[The second of three posts on this area. I am grateful to subscriber David Kilham for the update on tourist numbers to Antarctica – to be found at https://iaato.org/wp-content/uploads/2023/05/2022-2023-Tourists-By-Nationality-Vessel-Total.png ]
Antarctica provides an example of global governance. There has never been military conflict here or indeed any military activity. Unlike other remote and sparsely populated areas of the world such as the Pacific Ocean atolls, Siberia, and the interior of Australia, it has not been used for nuclear weapon testing. As the continent had no indigenous human population, 12 countries undertook an agreement in governance in the late 1950s. Over 60 years later, the 1959 Antarctic Treaty is a key element of global governance.
The treaty set out a vision of peaceful coexistence - 67 countries around the world agreed to work on national and transnational scientific programmes. Owing to cost and remoteness, only 12 countries have researched in Antarctica. These groups agreed to work collaboratively and independent of the political geographies of the rest of the world.
Territorial claims.
By the start of WW2, seven countries had made territorial claims to Antarctica, including Australia, the UK and Chile (Figure 1). One territorial sector, adjacent to the Pacific Ocean, was unclaimed. At the time, the Soviet Union and the USA did not recognise any of those territorial claims as legitimate.
To facilitate scientific research, all the claimant states had to accept that others could build research stations in ‘their’ territories. For example, the Soviet Union established a base in the Australian Antarctic Territory and notified the Australians that it was not leaving at the end of the programme of research. This was at the height of the Cold War, and the USA recognised that Antarctica’s disputed status had to be addressed in one way or another. Eventually a compromise was reached.

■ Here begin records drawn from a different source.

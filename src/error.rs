//! Error types for the vector, matrix and solver operations.

use thiserror::Error;

/// Structural and numerical failures.
///
/// A linear system without a solution is not represented here: that is an
/// expected outcome of valid input and is reported through
/// [`Solvability`](crate::solver::linear_system::Solvability) instead.
#[derive(Error, Debug, Clone, PartialEq)]
pub enum LinalgError {
    /// Empty or jagged input at construction.
    #[error("Invalid shape: {reason}")]
    InvalidShape { reason: String },

    /// Operands of an elementwise or product operation have incompatible shapes.
    #[error("Shape mismatch: lhs={lhs:?}, rhs={rhs:?}")]
    ShapeMismatch {
        lhs: (usize, usize),
        rhs: (usize, usize),
    },

    /// Coefficient matrix and right-hand side disagree on the row count.
    #[error("Dimension mismatch: coefficient matrix has {rows} rows, right-hand side has {rhs_rows}")]
    DimensionMismatch { rows: usize, rhs_rows: usize },

    #[error("Matrix is not square ({rows}x{cols})")]
    NotSquare { rows: usize, cols: usize },

    #[error("Index {index} out of range (len {len})")]
    IndexOutOfRange { index: usize, len: usize },

    #[error("Division by zero: |{divisor}| is not above epsilon {epsilon}")]
    DivisionByZero { divisor: f64, epsilon: f64 },

    #[error("Cannot normalize: norm {norm} is below epsilon {epsilon}")]
    ZeroNorm { norm: f64, epsilon: f64 },

    #[error("Invalid tolerance: epsilon must be finite and positive (got {epsilon})")]
    InvalidTolerance { epsilon: f64 },
}

pub type LinalgResult<T> = Result<T, LinalgError>;

// --------------------------------------------------
//                      TESTS
// --------------------------------------------------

Figure 1. Territorial claims on Antarctica
What was agreed?
The Antarctic treaty declared that the continent and surrounding ocean (up to 60º south latitude) would be a zone of peace and cooperation. All military activities would be banned and claims to sovereignty suspended for the duration of the treaty. Nuclear testing was banned. The original signatories committed themselves to operate based on consensus so that all the parties had the same voting power.
This meant the two superpowers of the USA and the Soviet Union would have to work with other parties such as Belgium, South Africa, Japan, Norway, and New Zealand. The treaty allowed other countries to become signatories, but to become a voting member, they would have to demonstrate an ability to conduct ‘substantial scientific activity’ such as operating a scientific station in Antarctica.
The agreement was possible because of the time at which it happened - in 1961, before the Cuban Missile Crisis and the building of the Berlin Wall. It also occurred before further decolonisation by countries like Britain and France. This meant that the original signatories were able to stop India raising the ‘question of Antarctica’ at the UN.
Challenges in the 1980s
The Antarctic Treaty is also an example of a regional governance regime. It has a distinct area of application (all land, sea, and ice south of 60º S). Until the 1980s, the treaty parties were small in number and were eager to isolate themselves from global events. For example, they were content to work with South Africa under apartheid even though elsewhere that regime was being treated as illegitimate and subject to sanctions.
In the 1980s, the Antarctic attracted more global attention:
· new states such as India and China joined and had their own interests regarding the continent and its resources.
· parties to the treaty were negotiating new regimes for fisheries management and contemplating mining regulations.
· states from the global South complained in the UN General Assembly that a small group of countries was trying to exploit further this global commons.
Legal concepts such as common heritage of mankind provided new opportunities to reframe the Antarctic not as a natural laboratory for science but as a resource space that should be managed by the global community. The Antarctic Treaty parties decided to back away from a minerals convention and committed themselves to a new Protocol on Environmental Protection. Mining is banned.
Controversy
More recently, controversy has arisen between members of the Antarctic Treaty System (ATS). China and Russia favour greater exploitation of fishing resources. Other parties want to see more marine protected areas (MPAs), such as the one for the Ross Sea negotiated in December 2017, and biodiversity protection. Members are having to confront a reality made more complex by climate change, resource pressures, and a growing human footprint in the form of tourism, fishing, and science. There is also evidence of alien species invasion thanks to warming trends and human activity including shipping.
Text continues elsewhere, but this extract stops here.